El teniente Arturo Palacios contemplaba absorto el cuerpo sin vida de la anciana. Ésta estaba sentada en un sillón frente al televisor, que continuaba encendido, ya que él había dado orden de dejar todo como lo encontraron, y, aunque no incluía el aparato, sus hombres le obedecieron sin pensar. La mujer tenía la cabeza hacia la derecha, apoyada contra una oreja del sillón, como si durmiese. Pero tenía roto el cuello, porque alguien, tras colocarse tras ella, le hizo girar la cabeza con un rápido movimiento. La mujer no se dio cuenta de lo que le ocurría.
Palacios era un hombre de unos cincuenta años, diminuto, delgado, con rostro afilado, gestos nerviosos y un carácter muy explosivo. Fumaba unos asquerosos puros, más bien los mascaba, y los tiraba a la mitad, prometiendo, por la memoria de su madre, que no encendería jamás otro. Las promesas no se cumplían, y él volvía a comprarlos, morderlos, semifumarlos y tirarlos con la punta llena de saliva. Se quitaba con asco los trozos de tabaco que quedaban en su boca.
—¿Es el mismo tipo?
Preguntaba uno de sus hombres, Aurelio Pereira, que fue boxeador de joven y tenía el típico rudo y aguerrido tipo de los púgiles. Pero de lo anterior solamente se le ajustaba el aspecto, puesto que era un hombre sumamente calmado, en lo que difería por completo de su jefe, quien no tenía traza de violento, y en cambio explotaba a la menor provocación. Podía decirse que constituían el estereotipo de la pareja de detectives de película, el bueno y el malo, aunque con los papeles invertidos.
—Creo que sí —respondió el teniente—. No varía mucho en su forma de actuar. Llegó por detrás y le dio un rápido giro al cuello, y se lo rompió. Y seguro que ha desvalijado la casa.
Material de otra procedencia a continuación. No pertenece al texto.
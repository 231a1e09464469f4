use std::path::{Path, PathBuf};

use anyhow::Context;
use clap::{Parser, Subcommand};
use serde_json::Value;
use tracing_subscriber::EnvFilter;

use voide::assemble::{self, AssembleOptions, DEFAULT_CHUNKS_GLOB};
use voide::container::RESERVED_KEYS;
use voide::graph::exchange::load_graph;
use voide::{BuildCatalog, Message, Result};

#[derive(Parser)]
#[command(name = "voide")]
#[command(about = "Assemble chunk modules and run dataflow graphs", long_about = None)]
struct Cli {
    /// Chunk manifests to load.
    #[arg(long, global = true, default_value = DEFAULT_CHUNKS_GLOB)]
    chunks: String,

    /// JSON file used as the container's `config` mapping.
    #[arg(long, global = true)]
    config: Option<PathBuf>,

    /// Increase log verbosity (-v info, -vv debug). `RUST_LOG` overrides.
    #[arg(short, long, global = true, action = clap::ArgAction::Count)]
    verbose: u8,

    #[command(subcommand)]
    cmd: Commands,
}

#[derive(Subcommand)]
enum Commands {
    /// Assemble the container and list the capability keys it holds.
    Ready,

    /// Print the order chunks would be built in.
    Order,

    /// Assemble, then run a graph once and print every node's output.
    Run {
        #[arg(long)]
        graph: PathBuf,

        /// Payload handed to source nodes, as a JSON object.
        #[arg(long, default_value = "{}")]
        payload: String,
    },
}

fn init_tracing(verbose: u8) {
    let filter = EnvFilter::try_from_default_env().unwrap_or_else(|_| {
        EnvFilter::new(match verbose {
            0 => "warn",
            1 => "info",
            _ => "debug",
        })
    });
    tracing_subscriber::fmt()
        .with_env_filter(filter)
        .with_writer(std::io::stderr)
        .try_init()
        .ok();
}

fn read_object(text: &str, what: &str) -> Result<Message> {
    match serde_json::from_str::<Value>(text).with_context(|| format!("parse {what}"))? {
        Value::Object(map) => Ok(map),
        other => anyhow::bail!("{what} must be a JSON object, got {other}"),
    }
}

fn load_config(path: Option<&Path>) -> Result<Message> {
    match path {
        None => Ok(Message::new()),
        Some(p) => {
            let text = std::fs::read_to_string(p)
                .with_context(|| format!("read config {}", p.display()))?;
            read_object(&text, "config")
        }
    }
}

fn main() -> Result<()> {
    let cli = Cli::parse();
    init_tracing(cli.verbose);

    let catalog = BuildCatalog::with_builtins();
    let options = AssembleOptions {
        chunks_glob: cli.chunks.clone(),
        config: load_config(cli.config.as_deref())?,
    };

    match cli.cmd {
        Commands::Ready => {
            let container = assemble::assemble(&options, &catalog)?;
            let ready: Vec<&str> = container
                .keys()
                .filter(|k| !RESERVED_KEYS.contains(k))
                .collect();
            if ready.is_empty() {
                println!("READY: <none>");
            } else {
                println!("READY: {}", ready.join(", "));
            }
        }
        Commands::Order => {
            for path in assemble::plan(&options.chunks_glob, &catalog)? {
                println!("{}", path.display());
            }
        }
        Commands::Run { graph, payload } => {
            let payload = read_object(&payload, "payload")?;
            let graph = load_graph(&graph)?;
            let container = assemble::assemble_shared(&options, &catalog)?;
            let runner = voide::compile(graph, container);
            let outputs = runner.run(&payload)?;
            println!("{}", serde_json::to_string_pretty(&outputs)?);
        }
    }

    Ok(())
}
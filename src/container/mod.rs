//! The shared, grow-only registry that chunks populate at build time and
//! operations read at run time.
//!
//! Three keys are always present: `config`, `ops` and `tools`. Everything else
//! is contributed by chunks, either as a plain JSON value or as a typed handle
//! (a client, a store). There is no removal API.
//!
//! After assembly the container is shared behind an `Arc` and never mutated
//! again; state that operations change at run time lives inside handles that
//! carry their own lock.

mod registry;

pub use registry::{OperationRegistry, ToolRegistry};

use std::any::Any;
use std::collections::BTreeMap;
use std::sync::Arc;

use serde_json::Value;

use crate::error::ContainerError;
use crate::operation::Message;

pub const CONFIG_KEY: &str = "config";
pub const OPS_KEY: &str = "ops";
pub const TOOLS_KEY: &str = "tools";
pub const RESERVED_KEYS: [&str; 3] = [CONFIG_KEY, OPS_KEY, TOOLS_KEY];

/// A non-reserved container entry.
#[derive(Clone)]
pub enum Slot {
    Value(Value),
    Handle(Arc<dyn Any + Send + Sync>),
}

impl std::fmt::Debug for Slot {
    fn fmt(&self, f: &mut std::fmt::Formatter<'_>) -> std::fmt::Result {
        match self {
            Slot::Value(v) => f.debug_tuple("Value").field(v).finish(),
            Slot::Handle(_) => f.write_str("Handle(..)"),
        }
    }
}

pub struct Container {
    config: Message,
    ops: OperationRegistry,
    tools: ToolRegistry,
    slots: BTreeMap<String, Slot>,
}

impl Container {
    pub fn new(config: Message) -> Self {
        Self {
            config,
            ops: OperationRegistry::default(),
            tools: ToolRegistry::default(),
            slots: BTreeMap::new(),
        }
    }

    pub fn config(&self) -> &Message {
        &self.config
    }

    pub fn ops(&self) -> &OperationRegistry {
        &self.ops
    }

    pub fn ops_mut(&mut self) -> &mut OperationRegistry {
        &mut self.ops
    }

    pub fn tools(&self) -> &ToolRegistry {
        &self.tools
    }

    pub fn tools_mut(&mut self) -> &mut ToolRegistry {
        &mut self.tools
    }

    /// Every key currently present, reserved keys first.
    pub fn keys(&self) -> impl Iterator<Item = &str> {
        RESERVED_KEYS
            .into_iter()
            .chain(self.slots.keys().map(String::as_str))
    }

    pub fn contains(&self, key: &str) -> bool {
        RESERVED_KEYS.contains(&key) || self.slots.contains_key(key)
    }

    pub fn slot(&self, key: &str) -> Option<&Slot> {
        self.slots.get(key)
    }

    pub fn value(&self, key: &str) -> Option<&Value> {
        match self.slots.get(key) {
            Some(Slot::Value(v)) => Some(v),
            _ => None,
        }
    }

    /// Typed access to a handle slot. `None` if absent or of another type.
    pub fn handle<T: Any + Send + Sync>(&self, key: &str) -> Option<Arc<T>> {
        match self.slots.get(key) {
            Some(Slot::Handle(h)) => Arc::clone(h).downcast::<T>().ok(),
            _ => None,
        }
    }

    pub fn insert_value(&mut self, key: impl Into<String>, value: Value) -> Result<(), ContainerError> {
        self.insert_slot(key.into(), Slot::Value(value))
    }

    pub fn insert_handle<T: Any + Send + Sync>(
        &mut self,
        key: impl Into<String>,
        handle: Arc<T>,
    ) -> Result<(), ContainerError> {
        self.insert_slot(key.into(), Slot::Handle(handle))
    }

    /// Return the handle stored under `key`, creating it first if the key is
    /// absent. Fails if the key holds something else.
    pub fn get_or_insert_handle<T, F>(&mut self, key: &str, make: F) -> Result<Arc<T>, ContainerError>
    where
        T: Any + Send + Sync,
        F: FnOnce() -> T,
    {
        if !self.contains(key) {
            self.insert_handle(key, Arc::new(make()))?;
        }
        self.handle::<T>(key)
            .ok_or_else(|| ContainerError::KeyTaken(key.to_string()))
    }

    /// Fill `key` with `value` only if nothing holds it yet. Returns whether
    /// the value was inserted.
    pub fn provide_default(&mut self, key: &str, value: Value) -> bool {
        if self.contains(key) {
            return false;
        }
        self.slots.insert(key.to_string(), Slot::Value(value));
        true
    }

    fn insert_slot(&mut self, key: String, slot: Slot) -> Result<(), ContainerError> {
        if RESERVED_KEYS.contains(&key.as_str()) {
            return Err(ContainerError::Reserved(key));
        }
        if self.slots.contains_key(&key) {
            return Err(ContainerError::KeyTaken(key));
        }
        self.slots.insert(key, slot);
        Ok(())
    }
}

impl std::fmt::Debug for Container {
    fn fmt(&self, f: &mut std::fmt::Formatter<'_>) -> std::fmt::Result {
        f.debug_struct("Container")
            .field("config", &self.config)
            .field("ops", &self.ops.names().collect::<Vec<_>>())
            .field("tools", &self.tools.names().collect::<Vec<_>>())
            .field("slots", &self.slots)
            .finish()
    }
}

#[cfg(test)]
mod tests {
    use super::*;
    use pretty_assertions::assert_eq;
    use serde_json::json;

    struct Counter(u32);

    #[test]
    fn reserved_keys_are_always_present() {
        let c = Container::new(Message::new());
        assert_eq!(c.keys().collect::<Vec<_>>(), vec!["config", "ops", "tools"]);
        assert!(c.contains("ops"));
    }

    #[test]
    fn inserts_never_overwrite() {
        let mut c = Container::new(Message::new());
        c.insert_value("A", json!(1)).unwrap();

        assert_eq!(
            c.insert_value("A", json!(2)),
            Err(ContainerError::KeyTaken("A".into()))
        );
        assert_eq!(
            c.insert_value("ops", json!({})),
            Err(ContainerError::Reserved("ops".into()))
        );
        assert!(!c.provide_default("A", Value::Null));
        assert_eq!(c.value("A"), Some(&json!(1)));
    }

    #[test]
    fn handles_are_typed() {
        let mut c = Container::new(Message::new());
        let first = c.get_or_insert_handle("counter", || Counter(3)).unwrap();
        let again = c.get_or_insert_handle("counter", || Counter(9)).unwrap();

        assert_eq!(first.0, 3);
        assert!(Arc::ptr_eq(&first, &again));
        assert!(c.handle::<String>("counter").is_none());
        assert!(c.value("counter").is_none());
    }
}
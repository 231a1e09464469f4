//! `prompt`: registers the `Prompt` operation.
//!
//! Renders `config.template` (default `{task}`), replacing each `{field}`
//! placeholder with the message's `field`. Strings are inserted verbatim,
//! other values as JSON, missing fields as the empty string.

use regex::{Captures, Regex};
use serde_json::{Value, json};

use crate::container::Container;
use crate::error::OpError;
use crate::operation::Message;

const PLACEHOLDER_RE: &str = r"\{([A-Za-z_][A-Za-z0-9_]*)\}";
const DEFAULT_TEMPLATE: &str = "{task}";

pub fn build(container: &mut Container, _settings: &Message) -> anyhow::Result<()> {
    let re = Regex::new(PLACEHOLDER_RE)?;
    container
        .ops_mut()
        .register_fn("Prompt", move |message, config, _container| {
            op_prompt(&re, &message, config)
        });
    Ok(())
}

fn op_prompt(re: &Regex, message: &Message, config: &Message) -> Result<Value, OpError> {
    let template = match config.get("template") {
        None | Some(Value::Null) => DEFAULT_TEMPLATE,
        Some(Value::String(t)) => t.as_str(),
        Some(_) => return Err(OpError::Config("template must be a string".into())),
    };
    Ok(json!({ "prompt": render(re, template, message) }))
}

pub fn render(re: &Regex, template: &str, message: &Message) -> String {
    re.replace_all(template, |caps: &Captures| match message.get(&caps[1]) {
        Some(Value::String(s)) => s.clone(),
        Some(Value::Null) | None => String::new(),
        Some(other) => other.to_string(),
    })
    .into_owned()
}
—Parece que sigue una ruta fija.
—Va hacia el sur. No se desvía mucho de la autopista A-3.
—Es la cuarta en estos tres meses, y la séptima en total. ¿Por qué descansa? Bueno, no digo que debería matar ancianas todos los días, pero se toma su tiempo.
—Imagino que no actúa mientras le dura el dinero.
Palacios se colocó detrás de la anciana. Tendría más de ochenta años, y la pobre no pudo ofrecer gran resistencia a la agresión, y eso si estaba despierta y logró darse cuenta. En caso de que dormitase, apenas debió de sufrir. Palacios se percató de que él no podía repetir la operación del asesino, porque sus brazos no pasaban sobre el respaldo del sillón y alcanzaban la cabeza de la mujer. Debía empinarse mucho, y eso le restaba efectividad a la acción.
—Ponte tú —le pidió a su ayudante.
Pereira medía, más o menos, un metro setenta y cinco, unos diez centímetros más que el jefe. Puso sus brazos sobre el respaldo del sillón y las manos a ambos lados de la cabeza de la muerta. Él sí alcanzaba, aunque un poco forzado. De puntillas podía hacerlo, y no requería estar mucho tiempo en tal posición.
—Al menos alguien como tú. Ya lo habíamos calculado, pero este sillón es una buena referencia.
Un agente de uniforme se unió a la pareja. Se notaba que no era de los de Palacios, pues éstos, solamente dos, no usaban uniforme. Además el color azul claro le delataba como funcionario del Estado, no federal.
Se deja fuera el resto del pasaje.